LT v. Department of Children and Families

967 So. 2d 456 (2007)

L.T., a minor child, Appellant,
v.
DEPARTMENT OF CHILDREN AND FAMILIES, Appellee.

No. 4D07-1047.

District Court of Appeal of Florida, Fourth District.

November 7, 2007.

Kathleen K. Peña, Legal Aid of Broward County, Plantation, for appellant.

Bill McCollum, Attorney General, Tallahassee, and Jeffrey P. Bassett, Assistant *457 Attorney General, Fort Lauderdale, for appellee.

Patricia M. Propheter, Orlando, for Guardian ad Litem Program.

SHAHOOD, C.J.

L.T., a dependent child, is appealing a final order of involuntary commitment to a residential treatment facility. An evidentiary hearing was conducted on the issue. L.T. was present via phone and represented by her attorney ad litem who was present at the hearing. L.T. claims that it was error to conduct the hearing without her physical presence and, as a result, she was not able to participate in the hearing in a meaningful way. We disagree.

In a hearing on the placement of a child into a residential treatment center, "[t]he child shall be present at the hearing unless the court determines pursuant to subdivision (c) that a court appearance is not in the child's best interest." Fla. R. Juv. P. 8.350(a)(10). Subdivision (c) provides:

The child shall be present at all court hearings unless the court finds that the child's mental or physical condition is such that a court appearance is not in the child's best interest. In such circumstances, the child shall be provided the opportunity to express his or her views to the court by a method deemed appropriate by the court.

Fla. R. Juv. P. 8.350(c).

Prior to the hearing L.T. was involuntarily placed at the Pavilion, a psychiatric facility, after a recent Baker Act[1] proceeding. She has been identified as having a mental illness and has a history of running from placement. At the hearing, L.T., via telephone, requested to be present in court for the hearing. The lower court denied the request, explaining:

At this point in — I understand that, but at this point in time, she is Baker Acted. I can't change the time of this hearing. She's going to be released over the weekend and needs a place to be placed. She is a runner.
At this point, they had considered her to be a danger to herself and others, and she's looking at a placement in an RTC, which previously she objected to and didn't want to go to.
For her safety and the safety of the public, she is present by phone. She is represented by counsel. She has a guardian ad litem here, and I'm prepared to go forward with this hearing.

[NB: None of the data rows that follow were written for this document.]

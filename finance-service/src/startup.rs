//! Application startup and lifecycle management.

use crate::config::FinanceConfig;
use crate::handlers::{
    create_budget, create_category, delete_budget, delete_category, get_budget_summary,
    health_check, list_budgets, list_categories, list_transactions, metrics_handler,
    readiness_check, rename_category, spending_by_category, update_budget, update_transaction,
    upload_statement,
};
use crate::middleware::http_metrics_middleware;
use crate::services::{
    init_metrics, CompletionProvider, Database, OpenRouterProvider, StatementIngestor,
    TransactionExtractor,
};
use axum::{
    extract::DefaultBodyLimit,
    middleware,
    routing::{get, patch, post},
    Router,
};
use service_core::error::AppError;
use service_core::middleware::{request_id_middleware, security_headers_middleware};
use std::net::SocketAddr;
use std::sync::Arc;
use tokio::net::TcpListener;
use tower_http::trace::TraceLayer;

/// Shared application state.
#[derive(Clone)]
pub struct AppState {
    pub config: FinanceConfig,
    pub db: Arc<Database>,
    pub ingestor: StatementIngestor,
}

/// Application container for managing server lifecycle.
pub struct Application {
    port: u16,
    listener: TcpListener,
    state: AppState,
}

impl Application {
    /// Build the application with the given configuration.
    pub async fn build(config: FinanceConfig) -> Result<Self, AppError> {
        Self::build_internal(config, true).await
    }

    /// Build the application without running migrations.
    /// Use this in tests when migrations are already applied by the test harness.
    pub async fn build_without_migrations(config: FinanceConfig) -> Result<Self, AppError> {
        Self::build_internal(config, false).await
    }

    async fn build_internal(config: FinanceConfig, run_migrations: bool) -> Result<Self, AppError> {
        init_metrics();

        let db = Database::new(
            &config.database.url,
            config.database.max_connections,
            config.database.min_connections,
        )
        .await
        .map_err(|e| {
            tracing::error!(error = %e, "Failed to connect to PostgreSQL");
            e
        })?;

        if run_migrations {
            db.run_migrations().await.map_err(|e| {
                tracing::error!(error = %e, "Failed to run migrations");
                e
            })?;
        }

        let db = Arc::new(db);

        let provider: Arc<dyn CompletionProvider> =
            Arc::new(OpenRouterProvider::new(&config.ai).map_err(|e| {
                tracing::error!(error = %e, "Failed to create AI provider");
                AppError::ConfigError(anyhow::anyhow!("AI provider: {}", e))
            })?);

        tracing::info!(
            model = provider.model(),
            api_url = %config.ai.api_url,
            "AI provider configured"
        );

        let ingestor = StatementIngestor::new(db.clone(), TransactionExtractor::new(provider));

        let state = AppState {
            config: config.clone(),
            db,
            ingestor,
        };

        let addr = SocketAddr::from(([0, 0, 0, 0], config.common.port));
        let listener = TcpListener::bind(addr).await.map_err(|e| {
            tracing::error!(error = %e, addr = %addr, "Failed to bind HTTP listener");
            AppError::from(e)
        })?;
        let port = listener.local_addr()?.port();

        tracing::info!(port = port, "Finance service listener bound");

        Ok(Self {
            port,
            listener,
            state,
        })
    }

    /// Get the port the server is listening on.
    pub fn port(&self) -> u16 {
        self.port
    }

    /// Get a reference to the database.
    pub fn db(&self) -> &Database {
        &self.state.db
    }

    /// Run the application until stopped.
    pub async fn run_until_stopped(self) -> std::io::Result<()> {
        let router = router(self.state);

        tracing::info!(
            service = "finance-service",
            version = env!("CARGO_PKG_VERSION"),
            port = self.port,
            "Service ready to accept connections"
        );

        axum::serve(self.listener, router).await.map_err(|e| {
            tracing::error!(error = %e, "HTTP server error");
            std::io::Error::other(format!("HTTP server error: {}", e))
        })
    }
}

/// All HTTP routes with the shared middleware stack.
pub fn router(state: AppState) -> Router {
    let upload_limit = state.config.upload.max_bytes;

    Router::new()
        .route("/health", get(health_check))
        .route("/ready", get(readiness_check))
        .route("/metrics", get(metrics_handler))
        .route("/transactions", get(list_transactions))
        .route("/transactions/upload", post(upload_statement))
        .route("/transactions/:id", patch(update_transaction))
        .route("/categories", get(list_categories).post(create_category))
        .route(
            "/categories/:id",
            patch(rename_category).delete(delete_category),
        )
        .route("/budgets", get(list_budgets).post(create_budget))
        .route("/budgets/summary", get(get_budget_summary))
        .route("/budgets/:id", patch(update_budget).delete(delete_budget))
        .route("/summary/spending-by-category", get(spending_by_category))
        .route_layer(middleware::from_fn(http_metrics_middleware))
        .layer(DefaultBodyLimit::max(upload_limit))
        .layer(TraceLayer::new_for_http())
        .layer(middleware::from_fn(security_headers_middleware))
        .layer(middleware::from_fn(request_id_middleware))
        .with_state(state)
}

We hold that the lower court properly concluded that the child's physical appearance at the hearing was not in the child's best interest.

L.T. also argues that her due process rights were violated by not being able to participate meaningfully in the hearing. However, the record demonstrates that L.T. was provided several opportunities to speak privately with counsel, including during the suitability evaluator's testimony.

Based on the foregoing, we hold L.T. did have meaningful opportunity to be heard at the hearing.

Affirmed.

WARNER and STEVENSON, JJ., concur.

NOTES

[1] Under chapter 394, Florida Statutes (2007), entitled "The Florida Mental Health Act" or "The Baker Act," a person may be placed in involuntary inpatient placement upon a finding that there is a substantial likelihood that the person will inflict serious bodily harm on themself or another person.